You see it all the time on social media: quotes like “You are stronger than you realise” and “Your body can stand almost anything – it’s your mind that you have to convince.” As cliche as they may sound, there’s truth in those mantras. Science shows that we may give up during a workout because we think our bodies can’t handle it. It’s that moment when your muscles are burning and your lungs feel like they’re on fire. You tell yourself, “I just need a quick break”, allowing your legs to slow and heart rate to drop. Only afterward do you realise that you probably could have pushed through the doubts.
That right there is proof that your willpower muscle could benefit from additional training. It’s just like any physical muscle – neglecting to use it causes atrophy, which makes it that much harder to call upon when you actually need it.
“Willpower needs to be trained. The more you have, the more you can overcome mental fatigue and psychological challenges to become a better runner,” says Dr Nathan DeWall, a professor of psychology at the University of Kentucky, US, who studies self-regulation.
A hard interval workout isn’t the only time willpower starts to wane, either. It can happen when your late-night snack choice is cake over carrots, or when you decide to binge on a new Netflix show instead of getting the sleep you so desperately need to recover.

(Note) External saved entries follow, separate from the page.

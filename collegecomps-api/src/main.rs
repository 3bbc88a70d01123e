//! # CollegeComps API Server
//!
//! HTTP API behind the CollegeComps college comparison site: accounts,
//! saved comparisons, crowd-sourced salaries, Stripe billing and support
//! tickets.
//!
//! ## Usage
//!
//! ```bash
//! DATABASE_URL=sqlite://data/users.db JWT_SECRET=... cargo run -p collegecomps-api
//! ```

use collegecomps_api::{
    app::{build_router, AppState},
    config::Config,
};
use collegecomps_shared::db::{
    migrations::run_migrations,
    pool::{close_pool, create_pool, DatabaseConfig},
};
use tracing_subscriber::{layer::SubscriberExt, util::SubscriberInitExt};

#[tokio::main]
async fn main() -> anyhow::Result<()> {
    // Initialize tracing
    tracing_subscriber::registry()
        .with(
            tracing_subscriber::EnvFilter::try_from_default_env()
                .unwrap_or_else(|_| "collegecomps_api=debug,tower_http=debug".into()),
        )
        .with(tracing_subscriber::fmt::layer())
        .init();

    tracing::info!(
        "CollegeComps API Server v{} starting...",
        env!("CARGO_PKG_VERSION")
    );

    let config = Config::from_env()?;

    let pool = create_pool(DatabaseConfig {
        url: config.database.url.clone(),
        max_connections: config.database.max_connections,
        ..Default::default()
    })
    .await?;

    run_migrations(&pool).await?;

    let college_pool = match &config.database.college_url {
        Some(url) => {
            let college = create_pool(DatabaseConfig {
                url: url.clone(),
                max_connections: config.database.max_connections,
                read_only: true,
                ..Default::default()
            })
            .await;

            match college {
                Ok(pool) => Some(pool),
                Err(e) => {
                    // Only the health check reads it; keep serving accounts
                    tracing::error!(error = %e, "College database unavailable");
                    None
                }
            }
        }
        None => None,
    };

    let bind_address = config.bind_address();

    let mut state = AppState::new(pool.clone(), config)?;
    if let Some(college) = college_pool {
        state = state.with_college_db(college);
    }

    let app = build_router(state);

    let listener = tokio::net::TcpListener::bind(&bind_address).await?;
    tracing::info!("Server listening on http://{}", bind_address);

    axum::serve(listener, app)
        .with_graceful_shutdown(shutdown_signal())
        .await?;

    close_pool(pool).await;
    tracing::info!("Shutdown complete");

    Ok(())
}

async fn shutdown_signal() {
    if let Err(e) = tokio::signal::ctrl_c().await {
        tracing::error!(error = %e, "Failed to listen for shutdown signal");
        return;
    }
    tracing::info!("Shutdown signal received, draining connections...");
}
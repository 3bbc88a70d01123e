/// Authentication and authorization utilities
///
/// # Modules
///
/// - [`password`]: Argon2id password hashing and the length policy
/// - [`jwt`]: Session token issuance and validation
/// - [`tokens`]: Reset, verification, share and unsubscribe tokens
/// - [`middleware`]: Session lookup and the per-request `AuthContext`
/// - [`authorization`]: Subscription tier and admin checks
///
/// # Example
///
/// ```no_run
/// use collegecomps_shared::auth::password::{hash_password, verify_password};
/// use collegecomps_shared::auth::jwt::{create_token, Claims};
///
/// # fn example() -> Result<(), Box<dyn std::error::Error>> {
/// let hash = hash_password("user_password")?;
/// assert!(verify_password("user_password", &hash)?);
///
/// let claims = Claims::new(42, "student@example.com");
/// let token = create_token(&claims, "secret-key-at-least-32-bytes-long!!")?;
/// # Ok(())
/// # }
/// ```

pub mod authorization;
pub mod jwt;
pub mod middleware;
pub mod password;
pub mod tokens;
/// Per-user analytics event log
///
/// Events are free-form: an action name plus optional JSON metadata. The
/// read side summarises a single user's own activity.

use chrono::{DateTime, Utc};
use serde::{Deserialize, Serialize};
use serde_json::Value;
use sqlx::types::Json;
use sqlx::SqlitePool;

/// How many recent events the summary includes
pub const RECENT_EVENT_LIMIT: i64 = 20;

/// Days covered by the activity timeline
pub const TIMELINE_DAYS: i64 = 30;

#[derive(Debug, Clone, Serialize, Deserialize, sqlx::FromRow)]
pub struct AnalyticsEvent {
    pub id: i64,
    pub user_id: i64,
    pub action: String,
    pub metadata: Option<Json<Value>>,
    pub created_at: DateTime<Utc>,
}

/// Lifetime totals for a user
#[derive(Debug, Clone, Serialize, Deserialize, sqlx::FromRow)]
pub struct ActivityTotals {
    pub total_events: i64,
    pub unique_event_types: i64,
    pub active_days: i64,
    pub first_activity: Option<DateTime<Utc>>,
    pub last_activity: Option<DateTime<Utc>>,
}

#[derive(Debug, Clone, Serialize, Deserialize, sqlx::FromRow)]
pub struct EventBreakdown {
    pub event_type: String,
    pub count: i64,
    pub last_occurrence: Option<DateTime<Utc>>,
}

#[derive(Debug, Clone, Serialize, Deserialize, sqlx::FromRow)]
pub struct TimelineDay {
    pub date: String,
    pub event_count: i64,
    pub event_types: i64,
}

#[derive(Debug, Clone, Serialize, Deserialize, sqlx::FromRow)]
pub struct RecentEvent {
    pub event_type: String,
    pub event_data: Option<Json<Value>>,
    pub created_at: DateTime<Utc>,
}

impl AnalyticsEvent {
    pub async fn track(
        pool: &SqlitePool,
        user_id: i64,
        action: &str,
        metadata: Option<Value>,
    ) -> Result<Self, sqlx::Error> {
        sqlx::query_as::<_, AnalyticsEvent>(
            r#"
            INSERT INTO user_analytics (user_id, action, metadata)
            VALUES (?, ?, ?)
            RETURNING *
            "#,
        )
        .bind(user_id)
        .bind(action)
        .bind(metadata.map(Json))
        .fetch_one(pool)
        .await
    }

    pub async fn totals(pool: &SqlitePool, user_id: i64) -> Result<ActivityTotals, sqlx::Error> {
        sqlx::query_as::<_, ActivityTotals>(
            r#"
            SELECT
                COUNT(*) AS total_events,
                COUNT(DISTINCT action) AS unique_event_types,
                COUNT(DISTINCT DATE(created_at)) AS active_days,
                MIN(created_at) AS first_activity,
                MAX(created_at) AS last_activity
            FROM user_analytics
            WHERE user_id = ?
            "#,
        )
        .bind(user_id)
        .fetch_one(pool)
        .await
    }

    /// Event counts per action, most frequent first
    pub async fn breakdown(pool: &SqlitePool, user_id: i64) -> Result<Vec<EventBreakdown>, sqlx::Error> {
        sqlx::query_as::<_, EventBreakdown>(
            r#"
            SELECT action AS event_type, COUNT(*) AS count, MAX(created_at) AS last_occurrence
            FROM user_analytics
            WHERE user_id = ?
            GROUP BY action
            ORDER BY count DESC, action ASC
            "#,
        )
        .bind(user_id)
        .fetch_all(pool)
        .await
    }

    /// Daily counts over the last [`TIMELINE_DAYS`] days, newest first
    pub async fn timeline(pool: &SqlitePool, user_id: i64) -> Result<Vec<TimelineDay>, sqlx::Error> {
        sqlx::query_as::<_, TimelineDay>(
            r#"
            SELECT DATE(created_at) AS date,
                   COUNT(*) AS event_count,
                   COUNT(DISTINCT action) AS event_types
            FROM user_analytics
            WHERE user_id = ? AND datetime(created_at) >= datetime('now', ?)
            GROUP BY DATE(created_at)
            ORDER BY date DESC
            "#,
        )
        .bind(user_id)
        .bind(format!("-{} days", TIMELINE_DAYS))
        .fetch_all(pool)
        .await
    }

    pub async fn recent(pool: &SqlitePool, user_id: i64) -> Result<Vec<RecentEvent>, sqlx::Error> {
        sqlx::query_as::<_, RecentEvent>(
            r#"
            SELECT action AS event_type, metadata AS event_data, created_at
            FROM user_analytics
            WHERE user_id = ?
            ORDER BY created_at DESC, id DESC
            LIMIT ?
            "#,
        )
        .bind(user_id)
        .bind(RECENT_EVENT_LIMIT)
        .fetch_all(pool)
        .await
    }
}
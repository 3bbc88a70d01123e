/// Share links and file exports for saved comparisons
///
/// # Endpoints
///
/// - `POST /api/exports/share` - Create (or return) a share link (premium)
/// - `GET /api/exports/share/:token` - Read a shared comparison (public)
/// - `POST /api/exports/comparison` - Download as CSV or JSON (premium)
///
/// A comparison has at most one share link per owner. Asking again returns
/// the same token; an expired link is renewed in place.

use crate::{
    app::AppState,
    error::{ApiError, ApiResult},
    routes::{non_blank, require_premium},
};
use axum::{
    extract::{Path, State},
    http::header,
    response::{IntoResponse, Response},
    Extension, Json,
};
use chrono::{Duration, Utc};
use collegecomps_shared::{
    auth::{
        middleware::AuthContext,
        tokens::{generate_share_token, SHARE_TOKEN_TTL_DAYS},
    },
    models::{saved_comparison::SavedComparison, shared_comparison::SharedComparison},
};
use serde::Deserialize;
use serde_json::{json, Value};

#[derive(Debug, Deserialize)]
#[serde(rename_all = "camelCase")]
pub struct ShareRequest {
    pub comparison_id: Option<i64>,
}

#[derive(Debug, Deserialize)]
#[serde(rename_all = "camelCase")]
pub struct ExportRequest {
    pub comparison_id: Option<i64>,
    /// `csv` or `json`
    pub format: Option<String>,
}

/// Public view of a comparison, without owner details
fn shared_view(comparison: &SavedComparison) -> Value {
    json!({
        "id": comparison.id,
        "name": comparison.name,
        "colleges": comparison.colleges,
        "program_data": comparison.program_data,
        "notes": comparison.notes,
        "tags": comparison.tags,
        "created_at": comparison.created_at,
        "updated_at": comparison.updated_at,
    })
}

async fn load_owned(state: &AppState, id: i64, user_id: i64) -> ApiResult<SavedComparison> {
    SavedComparison::find_for_user(&state.db, id, user_id)
        .await?
        .ok_or_else(|| ApiError::NotFound("Comparison not found".to_string()))
}

/// Create a share link
///
/// # Response
///
/// ```json
/// { "shareToken": "9f86d0...", "expiresAt": "2024-02-01T00:00:00Z", "message": "Share link created successfully" }
/// ```
pub async fn create_share(
    State(state): State<AppState>,
    Extension(auth): Extension<AuthContext>,
    Json(req): Json<ShareRequest>,
) -> ApiResult<Json<Value>> {
    require_premium(&auth, "Sharing")?;

    let comparison_id = req
        .comparison_id
        .ok_or_else(|| ApiError::BadRequest("Comparison ID is required".to_string()))?;

    load_owned(&state, comparison_id, auth.user_id).await?;

    if let Some(existing) =
        SharedComparison::find_for_comparison(&state.db, comparison_id, auth.user_id).await?
    {
        let mut expires_at = existing.expires_at;
        if existing.is_expired() {
            let renewed = Utc::now() + Duration::days(SHARE_TOKEN_TTL_DAYS);
            SharedComparison::renew(&state.db, existing.id, renewed).await?;
            expires_at = Some(renewed);
            tracing::debug!(share_id = existing.id, "Renewed expired share link");
        }

        return Ok(Json(json!({
            "shareToken": existing.share_token,
            "expiresAt": expires_at,
            "message": "Share link already exists",
        })));
    }

    let (token, expires_at) = generate_share_token();
    let share =
        SharedComparison::create(&state.db, comparison_id, auth.user_id, &token, expires_at).await?;

    tracing::info!(user_id = auth.user_id, comparison_id, "Share link created");

    Ok(Json(json!({
        "shareToken": share.share_token,
        "expiresAt": share.expires_at,
        "message": "Share link created successfully",
    })))
}

/// Read a shared comparison
///
/// # Errors
///
/// - `404 Not Found`: Unknown token, or the comparison was deleted
/// - `410 Gone`: Link expired
pub async fn view_share(
    State(state): State<AppState>,
    Path(token): Path<String>,
) -> ApiResult<Json<Value>> {
    let not_found = || ApiError::NotFound("Shared comparison not found".to_string());

    let share = SharedComparison::find_by_token(&state.db, &token)
        .await?
        .ok_or_else(not_found)?;

    if share.is_expired() {
        return Err(ApiError::Gone("Share link has expired".to_string()));
    }

    let comparison = SavedComparison::find_by_id(&state.db, share.comparison_id)
        .await?
        .ok_or_else(not_found)?;

    Ok(Json(json!({
        "comparison": shared_view(&comparison),
        "expiresAt": share.expires_at,
    })))
}

/// Download a comparison
///
/// `pdf` and `excel` rendering is not offered by the API.
pub async fn export_comparison(
    State(state): State<AppState>,
    Extension(auth): Extension<AuthContext>,
    Json(req): Json<ExportRequest>,
) -> ApiResult<Response> {
    require_premium(&auth, "Exports")?;

    let (Some(comparison_id), Some(format)) = (req.comparison_id, non_blank(&req.format)) else {
        return Err(ApiError::BadRequest("Missing required parameters".to_string()));
    };

    let comparison = load_owned(&state, comparison_id, auth.user_id).await?;

    match format.to_ascii_lowercase().as_str() {
        "csv" => {
            let disposition = format!("attachment; filename=\"comparison-{}.csv\"", comparison_id);
            Ok((
                [
                    (header::CONTENT_TYPE, "text/csv; charset=utf-8".to_string()),
                    (header::CONTENT_DISPOSITION, disposition),
                ],
                comparison.to_csv(),
            )
                .into_response())
        }
        "json" => Ok(Json(shared_view(&comparison)).into_response()),
        "pdf" | "excel" => Err(ApiError::BadRequest("Unsupported export format".to_string())),
        _ => Err(ApiError::BadRequest("Invalid format".to_string())),
    }
}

The good news is boosting willpower is easier than you think. The following simple tactics will help train your brain to say, “Yes, go!” when your body starts screaming, “Nooo”.
TAKE BABY STEPS
The science behind building any muscle applies to willpower, too – the more you use it, the stronger it becomes. But also like a muscle, if you exert too much too soon, you’re likely to run out of gas.
Case in point: Before DeWall was racing 160K events, he was overweight and out of shape. “I used to eat sweets all the time,” he says. “But when I set a goal to run a marathon, my first challenge was to walk past the chocolate aisle. Over time, I incrementally took on harder obstacles.” Had DeWall tried to revamp his entire diet and start training regularly all at once, he says there’s a higher likelihood he would have failed.
That’s why he suggests creating a three-prong plan: define your goals, identify the obstacles to achieve it, and strategise how to overcome those obstacles – and then gradually do so.
“Start with the smallest challenges, as those will help build your confidence and willpower to take on tougher obstacles,” says DeWall. “Eventually, what once seemed hard won’t anymore, and you’ll be ready to move on to more difficult things.”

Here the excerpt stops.